Sunday, 6 April 2014

Jesus Chris?


Will Sanderson-Thwaite (Christopher Carter)
We had a Keystone Cops-style moment on Wednesday when Chris turned up at the church with the cross for the Passion Play strapped to his van. Neil, Jazzer and Barry (who will be playing Jesus in the play) help him to unload it. Jazzer, however, is intent on impressing Alisha and loses concentration, allowing the cross to slip and it hits Barry on the foot. It turns out that Barry’s foot is broken and he won’t be able to play Jesus with a plaster cast on it.

Neil wonders who can replace him. Chris suggests Jazzer but Neil’s not keen, saying “We’d be a laughing stock” and he tries to persuade his son to step into the breach - he has been growing a beard after all. Chris refuses point blank but Neil keeps on at him, asking “Don’t you want to be the one who saves the day?” My money’s on Chris being nailed to the cross on Good Friday.

PC Burns (first name Harrison) has been getting bigger parts recently. On April Fool’s Day he turns up at the pub and confronts Kenton - apparently Rob came out of his house to find his car up on bricks and the wheels missing, so he called the police. Kenton’s vehicle was seen in the area at the time and is there anything he’d like to tell PC Burns?

Kenton thinks it is all an April Fool’s wind-up and it takes a while for it to sink in that PC Burns is serious and not laughing a lot. The two go off to see Rob and it all ends without Kenton being hauled off in a squad car as he replaces the alloys. He tells Rob it was payback for spiking his drinks and putting him on a train to Wales. With somewhat convoluted logic, Rob says that he didn’t spike Kenton’s drinks, he spiked Tom’s and that anyway, on a Stag Night, you should expect pranks and high japes. Besides, says Rob, it was Jazzer’s idea to put Kenton on the train - this leads Kenton to refuse to serve Jazzer in the pub until Jolene tells him to grow up.

While Kenton was in Wales, Jolene interviewed for Rhys’s replacement and has appointed Callum. She spends a lot of time showing him the ropes and Kenton complains that he is working on his own. Even worse - Callum doesn’t cut up the lemon slices evenly. Jolene suggests that Kenton shows him how and asks him if he’s feeling jealous because of the time she’s spending with Callum?
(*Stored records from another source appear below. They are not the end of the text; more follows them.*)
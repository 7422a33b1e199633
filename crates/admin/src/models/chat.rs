//! Chat domain models for Claude AI integration.

use chrono::{DateTime, Utc};
use serde::{Deserialize, Serialize};

use naked_pineapple_core::{AdminUserId, ChatMessageId, ChatRole, ChatSessionId};

/// A chat session with Claude.
#[derive(Debug, Clone, Serialize, Deserialize)]
pub struct ChatSession {
    /// Unique session ID.
    pub id: ChatSessionId,
    /// Admin user who owns this session.
    pub admin_user_id: AdminUserId,
    /// Optional session title (auto-generated from first message).
    pub title: Option<String>,
    /// When the session was created.
    pub created_at: DateTime<Utc>,
    /// When the session was last updated.
    pub updated_at: DateTime<Utc>,
}

/// A message in a chat session.
#[derive(Debug, Clone, Serialize, Deserialize)]
pub struct ChatMessage {
    /// Unique message ID.
    pub id: ChatMessageId,
    /// Session this message belongs to.
    pub chat_session_id: ChatSessionId,
    /// Role of the message sender.
    pub role: ChatRole,
    /// Message content (flexible JSON for tool use).
    pub content: serde_json::Value,
    /// When the message was created.
    pub created_at: DateTime<Utc>,
}

#[cfg(test)]
mod tests {
    use super::*;

    #[test]
    fn test_chat_session_serialization() {
        let session = ChatSession {
            id: ChatSessionId::new(1),
            admin_user_id: AdminUserId::new(1),
            title: Some("Test Session".to_string()),
            created_at: Utc::now(),
            updated_at: Utc::now(),
        };

        let json = serde_json::to_string(&session).expect("serialize");
        assert!(json.contains("\"id\":1"));
        assert!(json.contains("\"title\":\"Test Session\""));
    }

    #[test]
    fn test_chat_message_serialization() {
        let message = ChatMessage {
            id: ChatMessageId::new(1),
            chat_session_id: ChatSessionId::new(1),
            role: ChatRole::User,
            content: serde_json::json!({"text": "Hello"}),
            created_at: Utc::now(),
        };

        let json = serde_json::to_string(&message).expect("serialize");
        assert!(json.contains("\"role\":\"user\""));
        assert!(json.contains("\"text\":\"Hello\""));
    }
}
There was a bit of a shock for Brian towards the end of the week; Brian has been working hard, preparing figures for BL board member Andrew Eagleton and Annabelle rings him up, saying that she would like to see him and arranging to meet in The Bull at lunchtime. Brian thinks this is a good idea as “we need to get our ducks in line before the next board meeting.”

It turns out that Brian is the only duck - the sitting variety. Annabelle explains that a company called Damara Capital, which specialises in acquiring under-performing land companies has been doing a lot of research into Borsetshire Land. Brian asks if they have made an approach and she says “Yes - at the end of last year”, adding almost in passing that they now have 54% of BL’s shares.

Brian cannot believe that he, as BL Chair, knew nothing about this and tells Annabelle that he will not sell his shares. She hasn’t finished yet, telling him that next week there will be an Extraordinary General Meeting, at which a new board - and a new Chair - will be elected. A very unhappy and angry Brian returns home and gets Jen to look up Damara Capital on the Internet. It turns out to be a big, London-based firm and Jennifer risks her husband’s wrath by asking if he really needs the battle “at our age”? Brian is beyond listening to reason, saying that he turned BL around after the mess that Matt and Chalkman left it in and he’ll be damned “if some city slicker is going to swan in and take it over.” I would suggest that, with 54% of the shares, the city slicker has already swanned in and maybe Brian should look out his pipe and slippers.

At Brookfield, David invited Rooooth’s mum, Heather, down from Geordieland for a few days to comfort her daughter. Heather does a good job, telling Rooooth that she too suffered miscarriages before Rooooth was born. There is much discussion about the pros and cons of the elderly living on their own and David asks Rooooth if they should ask Jill to move into Brookfield permanently? I’d like to think that this sentiment is motivated by kindness and concern, but part of me wonders if it is because he has been getting wholesome, home-cooked food for a change over the past few weeks and doesn’t fancy going back to a diet of pizza and fish fingers. Incidentally, why did Heather bother to go back up north when she’s going to spend time on the Norfolk Broads?


Mystery surrounded Daniel, who has been working out, going on runs and has bought new aftershave. Could he have a girlfriend, wonders Shula? On Friday we learned the reason when Dan told Shula and Alistair that he doesn’t want to go to Uni and become a lawyer like his father and grandfather (think of the money, Dan!). Instead he wants a job that’s worthwhile and he has decided that he’s going to join the Army. That explains the working out and the cross country runs, but I can’t quite see where the new aftershave fits in.